TO DO: Return all of the material, keeping each line exactly as it is.
+++
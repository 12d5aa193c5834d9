//! Suggestions panel renderer for coderev.
//!
//! The panel has exactly three renderings, chosen by
//! [`ReviewSession::results_view`](coderev_core::ReviewSession::results_view):
//! an idle placeholder, an animated "analyzing" message, or the list of
//! suggestions in the order the analyzer returned them.

use coderev_core::{Category, ResultsView, Suggestion};
use ratatui::{
    layout::{Alignment, Constraint, Rect},
    style::{Modifier, Style},
    text::{Line, Span, Text},
    widgets::{Paragraph, Wrap},
    Frame,
};

use crate::app::{AppState, PanelFocus};
use crate::theme::Theme;
use crate::ui::layout::{inner_rect, panel_block};

/// Shown before any analysis has completed.
pub const EMPTY_PLACEHOLDER: &str = "Paste your code and press Ctrl-R to analyze it for suggestions";
/// Shown while an analysis is running.
pub const ANALYZING_TEXT: &str = "Analyzing your code...";

const SPINNER: [&str; 10] = ["⠋", "⠙", "⠹", "⠸", "⠼", "⠴", "⠦", "⠧", "⠇", "⠏"];

fn category_glyph(category: Category) -> &'static str {
    match category {
        Category::Improvement => "✔",
        Category::Warning => "✦",
        Category::Error => "✖",
    }
}

/// Styled lines for one suggestion: badge, message, optional line reference.
fn suggestion_lines(suggestion: &Suggestion, theme: &Theme) -> Vec<Line<'static>> {
    let color = theme.category(suggestion.category());
    let mut lines = vec![
        Line::from(vec![
            Span::styled(
                format!("{} ", category_glyph(suggestion.category())),
                Style::default().fg(color),
            ),
            Span::styled(
                suggestion.category().as_str().to_uppercase(),
                Style::default().fg(color).add_modifier(Modifier::BOLD),
            ),
        ]),
        Line::styled(
            format!("  {}", suggestion.message()),
            Style::default().fg(color),
        ),
    ];
    if let Some(line) = suggestion.line() {
        lines.push(Line::styled(
            format!("  Line: {line}"),
            Style::default().fg(theme.suggestion_line),
        ));
    }
    lines
}

/// Builds the panel text for a results view.
///
/// Placeholder and analyzing texts are centred; populated results are a
/// left-aligned list with a blank line between entries.
pub fn results_text(view: ResultsView<'_>, spinner_frame: usize, theme: &Theme) -> Text<'static> {
    match view {
        ResultsView::Empty => Text::from(vec![
            Line::styled("</>", Style::default().fg(theme.placeholder)),
            Line::raw(""),
            Line::styled(EMPTY_PLACEHOLDER, Style::default().fg(theme.placeholder)),
        ])
        .alignment(Alignment::Center),
        ResultsView::Analyzing => Text::from(Line::styled(
            format!("{} {ANALYZING_TEXT}", SPINNER[spinner_frame % SPINNER.len()]),
            Style::default().fg(theme.analyzing),
        ))
        .alignment(Alignment::Center),
        ResultsView::Populated(suggestions) => {
            let mut lines = Vec::new();
            for (i, suggestion) in suggestions.iter().enumerate() {
                if i > 0 {
                    lines.push(Line::raw(""));
                }
                lines.extend(suggestion_lines(suggestion, theme));
            }
            Text::from(lines)
        }
    }
}

/// Renders the suggestions panel.
///
/// The scroll offset is clamped to the wrapped row count at the panel's
/// width, so `G` can set it to `u16::MAX` without tracking content length.
pub fn render_suggestions(frame: &mut Frame, area: Rect, state: &mut AppState, theme: &Theme) {
    let is_focused = state.focus == PanelFocus::Suggestions;
    let view = state.session.results_view();
    let title = match view {
        ResultsView::Populated(s) => format!("AI Suggestions ({})", s.len()),
        ResultsView::Empty | ResultsView::Analyzing => "AI Suggestions".to_owned(),
    };
    let block = panel_block(&title, is_focused, theme);
    let inner = inner_rect(area);
    frame.render_widget(block, area);

    let text = results_text(view, state.spinner_frame, theme);
    let paragraph = Paragraph::new(text).wrap(Wrap { trim: false });

    match view {
        ResultsView::Populated(_) => {
            let rows = paragraph.line_count(inner.width);
            let max_scroll = u16::try_from(rows.saturating_sub(usize::from(inner.height)))
                .unwrap_or(u16::MAX);
            state.suggestions_scroll = state.suggestions_scroll.min(max_scroll);
            frame.render_widget(paragraph.scroll((state.suggestions_scroll, 0)), inner);
        }
        ResultsView::Empty | ResultsView::Analyzing => {
            state.suggestions_scroll = 0;
            let centred = inner.centered(Constraint::Percentage(100), Constraint::Length(4));
            frame.render_widget(paragraph, centred);
        }
    }
}

#[cfg(test)]
mod tests {
    use super::*;
    use crate::event::EventHandler;
    use coderev_core::MockAnalyzer;
    use ratatui::backend::TestBackend;
    use ratatui::Terminal;
    use std::sync::Arc;

    fn plain(text: &Text<'_>) -> Vec<String> {
        text.lines
            .iter()
            .map(|l| l.spans.iter().map(|s| s.content.as_ref()).collect())
            .collect()
    }

    #[test]
    fn empty_view_shows_placeholder() {
        let text = results_text(ResultsView::Empty, 0, &Theme::dark());
        assert!(plain(&text).iter().any(|l| l == EMPTY_PLACEHOLDER));
    }

    #[test]
    fn analyzing_view_animates_spinner() {
        let theme = Theme::dark();
        let a = plain(&results_text(ResultsView::Analyzing, 0, &theme));
        let b = plain(&results_text(ResultsView::Analyzing, 1, &theme));
        assert_ne!(a, b);
        assert!(a[0].ends_with(ANALYZING_TEXT));
    }

    #[test]
    fn populated_view_lists_suggestions_in_order() {
        let suggestions = MockAnalyzer::canned_suggestions();
        let theme = Theme::dark();
        let lines = plain(&results_text(
            ResultsView::Populated(&suggestions),
            0,
            &theme,
        ));
        assert_eq!(lines[0], "✔ IMPROVEMENT");
        assert_eq!(
            lines[1],
            "  Consider using const instead of let for variables that are not reassigned"
        );
        assert_eq!(lines[2], "  Line: 3");
        assert_eq!(lines[3], "");
        assert_eq!(lines[4], "✦ WARNING");
        assert_eq!(lines[6], "  Line: 5");
        assert_eq!(lines[8], "✖ ERROR");
        assert_eq!(lines[10], "  Line: 12");
        assert_eq!(lines.len(), 11);
    }

    #[test]
    fn suggestion_without_line_omits_annotation() {
        let suggestion = Suggestion::new(Category::Warning, "general", None).unwrap();
        let lines = suggestion_lines(&suggestion, &Theme::dark());
        assert_eq!(lines.len(), 2);
    }

    #[test]
    fn category_colors_come_from_theme() {
        let theme = Theme::dark();
        let suggestions = MockAnalyzer::canned_suggestions();
        let lines = suggestion_lines(&suggestions[2], &theme);
        assert_eq!(lines[1].style.fg, Some(theme.suggestion_error));
    }

    #[test]
    fn scroll_bottom_reaches_last_suggestion_when_messages_wrap() {
        let handler = EventHandler::new();
        let mut state = AppState::new(Arc::new(MockAnalyzer::new()), handler.tx, "js");
        state.session.set_input("let x = 1;");
        let ticket = state.session.start_analysis().unwrap();
        state
            .session
            .complete_analysis(ticket.run, MockAnalyzer::canned_suggestions());

        // Narrower than the longest message, so every entry wraps.
        let theme = Theme::dark();
        let mut terminal = Terminal::new(TestBackend::new(50, 24)).unwrap();
        state.focus = PanelFocus::Suggestions;
        state.scroll_bottom();
        terminal
            .draw(|frame| crate::ui::render(frame, &mut state, &theme))
            .unwrap();

        let [_, suggestions] = state.panel_rects;
        let text: String = terminal
            .backend()
            .buffer()
            .content()
            .iter()
            .map(|cell| cell.symbol())
            .collect();
        assert!(state.suggestions_scroll > 0);
        assert!(
            text.contains("Line: 12"),
            "last line reference not visible in a {}-row panel at scroll {}",
            suggestions.height,
            state.suggestions_scroll
        );
    }
}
+++
ANSWER SECTION:
repository 12d5aa193c5834d9
//! Suggestions panel renderer for coderev.
//!
//! The panel has exactly three renderings, chosen by
//! [`ReviewSession::results_view`](coderev_core::ReviewSession::results_view):
//! an idle placeholder, an animated "analyzing" message, or the list of
//! suggestions in the order the analyzer returned them.

use coderev_core::{Category, ResultsView, Suggestion};
use ratatui::{
    layout::{Alignment, Constraint, Rect},
    style::{Modifier, Style},
    text::{Line, Span, Text},
    widgets::{Paragraph, Wrap},
    Frame,
};

use crate::app::{AppState, PanelFocus};
use crate::theme::Theme;
use crate::ui::layout::{inner_rect, panel_block};

/// Shown before any analysis has completed.
pub const EMPTY_PLACEHOLDER: &str = "Paste your code and press Ctrl-R to analyze it for suggestions";
/// Shown while an analysis is running.
pub const ANALYZING_TEXT: &str = "Analyzing your code...";

const SPINNER: [&str; 10] = ["⠋", "⠙", "⠹", "⠸", "⠼", "⠴", "⠦", "⠧", "⠇", "⠏"];

fn category_glyph(category: Category) -> &'static str {
    match category {
        Category::Improvement => "✔",
        Category::Warning => "✦",
        Category::Error => "✖",
    }
}

/// Styled lines for one suggestion: badge, message, optional line reference.
fn suggestion_lines(suggestion: &Suggestion, theme: &Theme) -> Vec<Line<'static>> {
    let color = theme.category(suggestion.category());
    let mut lines = vec![
        Line::from(vec![
            Span::styled(
                format!("{} ", category_glyph(suggestion.category())),
                Style::default().fg(color),
            ),
            Span::styled(
                suggestion.category().as_str().to_uppercase(),
                Style::default().fg(color).add_modifier(Modifier::BOLD),
            ),
        ]),
        Line::styled(
            format!("  {}", suggestion.message()),
            Style::default().fg(color),
        ),
    ];
    if let Some(line) = suggestion.line() {
        lines.push(Line::styled(
            format!("  Line: {line}"),
            Style::default().fg(theme.suggestion_line),
        ));
    }
    lines
}

/// Builds the panel text for a results view.
///
/// Placeholder and analyzing texts are centred; populated results are a
/// left-aligned list with a blank line between entries.
pub fn results_text(view: ResultsView<'_>, spinner_frame: usize, theme: &Theme) -> Text<'static> {
    match view {
        ResultsView::Empty => Text::from(vec![
            Line::styled("</>", Style::default().fg(theme.placeholder)),
            Line::raw(""),
            Line::styled(EMPTY_PLACEHOLDER, Style::default().fg(theme.placeholder)),
        ])
        .alignment(Alignment::Center),
        ResultsView::Analyzing => Text::from(Line::styled(
            format!("{} {ANALYZING_TEXT}", SPINNER[spinner_frame % SPINNER.len()]),
            Style::default().fg(theme.analyzing),
        ))
        .alignment(Alignment::Center),
        ResultsView::Populated(suggestions) => {
            let mut lines = Vec::new();
            for (i, suggestion) in suggestions.iter().enumerate() {
                if i > 0 {
                    lines.push(Line::raw(""));
                }
                lines.extend(suggestion_lines(suggestion, theme));
            }
            Text::from(lines)
        }
    }
}

/// Renders the suggestions panel.
///
/// The scroll offset is clamped to the wrapped row count at the panel's
/// width, so `G` can set it to `u16::MAX` without tracking content length.
pub fn render_suggestions(frame: &mut Frame, area: Rect, state: &mut AppState, theme: &Theme) {
    let is_focused = state.focus == PanelFocus::Suggestions;
    let view = state.session.results_view();
    let title = match view {
        ResultsView::Populated(s) => format!("AI Suggestions ({})", s.len()),
        ResultsView::Empty | ResultsView::Analyzing => "AI Suggestions".to_owned(),
    };
    let block = panel_block(&title, is_focused, theme);
    let inner = inner_rect(area);
    frame.render_widget(block, area);

    let text = results_text(view, state.spinner_frame, theme);
    let paragraph = Paragraph::new(text).wrap(Wrap { trim: false });

    match view {
        ResultsView::Populated(_) => {
            let rows = paragraph.line_count(inner.width);
            let max_scroll = u16::try_from(rows.saturating_sub(usize::from(inner.height)))
                .unwrap_or(u16::MAX);
            state.suggestions_scroll = state.suggestions_scroll.min(max_scroll);
            frame.render_widget(paragraph.scroll((state.suggestions_scroll, 0)), inner);
        }
        ResultsView::Empty | ResultsView::Analyzing => {
            state.suggestions_scroll = 0;
            let centred = inner.centered(Constraint::Percentage(100), Constraint::Length(4));
            frame.render_widget(paragraph, centred);
        }
    }
}

#[cfg(test)]
mod tests {
    use super::*;
    use crate::event::EventHandler;
    use coderev_core::MockAnalyzer;
    use ratatui::backend::TestBackend;
    use ratatui::Terminal;
    use std::sync::Arc;

    fn plain(text: &Text<'_>) -> Vec<String> {
        text.lines
            .iter()
            .map(|l| l.spans.iter().map(|s| s.content.as_ref()).collect())
            .collect()
    }

    #[test]
    fn empty_view_shows_placeholder() {
        let text = results_text(ResultsView::Empty, 0, &Theme::dark());
        assert!(plain(&text).iter().any(|l| l == EMPTY_PLACEHOLDER));
    }

    #[test]
    fn analyzing_view_animates_spinner() {
        let theme = Theme::dark();
        let a = plain(&results_text(ResultsView::Analyzing, 0, &theme));
        let b = plain(&results_text(ResultsView::Analyzing, 1, &theme));
        assert_ne!(a, b);
        assert!(a[0].ends_with(ANALYZING_TEXT));
    }

    #[test]
    fn populated_view_lists_suggestions_in_order() {
        let suggestions = MockAnalyzer::canned_suggestions();
        let theme = Theme::dark();
        let lines = plain(&results_text(
            ResultsView::Populated(&suggestions),
            0,
            &theme,
        ));
        assert_eq!(lines[0], "✔ IMPROVEMENT");
        assert_eq!(
            lines[1],
            "  Consider using const instead of let for variables that are not reassigned"
        );
        assert_eq!(lines[2], "  Line: 3");
        assert_eq!(lines[3], "");
        assert_eq!(lines[4], "✦ WARNING");
        assert_eq!(lines[6], "  Line: 5");
        assert_eq!(lines[8], "✖ ERROR");
        assert_eq!(lines[10], "  Line: 12");
        assert_eq!(lines.len(), 11);
    }

    #[test]
    fn suggestion_without_line_omits_annotation() {
        let suggestion = Suggestion::new(Category::Warning, "general", None).unwrap();
        let lines = suggestion_lines(&suggestion, &Theme::dark());
        assert_eq!(lines.len(), 2);
    }

    #[test]
    fn category_colors_come_from_theme() {
        let theme = Theme::dark();
        let suggestions = MockAnalyzer::canned_suggestions();
        let lines = suggestion_lines(&suggestions[2], &theme);
        assert_eq!(lines[1].style.fg, Some(theme.suggestion_error));
    }

    #[test]
    fn scroll_bottom_reaches_last_suggestion_when_messages_wrap() {
        let handler = EventHandler::new();
        let mut state = AppState::new(Arc::new(MockAnalyzer::new()), handler.tx, "js");
        state.session.set_input("let x = 1;");
        let ticket = state.session.start_analysis().unwrap();
        state
            .session
            .complete_analysis(ticket.run, MockAnalyzer::canned_suggestions());

        // Narrower than the longest message, so every entry wraps.
        let theme = Theme::dark();
        let mut terminal = Terminal::new(TestBackend::new(50, 24)).unwrap();
        state.focus = PanelFocus::Suggestions;
        state.scroll_bottom();
        terminal
            .draw(|frame| crate::ui::render(frame, &mut state, &theme))
            .unwrap();

        let [_, suggestions] = state.panel_rects;
        let text: String = terminal
            .backend()
            .buffer()
            .content()
            .iter()
            .map(|cell| cell.symbol())
            .collect();
        assert!(state.suggestions_scroll > 0);
        assert!(
            text.contains("Line: 12"),
            "last line reference not visible in a {}-row panel at scroll {}",
            suggestions.height,
            state.suggestions_scroll
        );
    }
}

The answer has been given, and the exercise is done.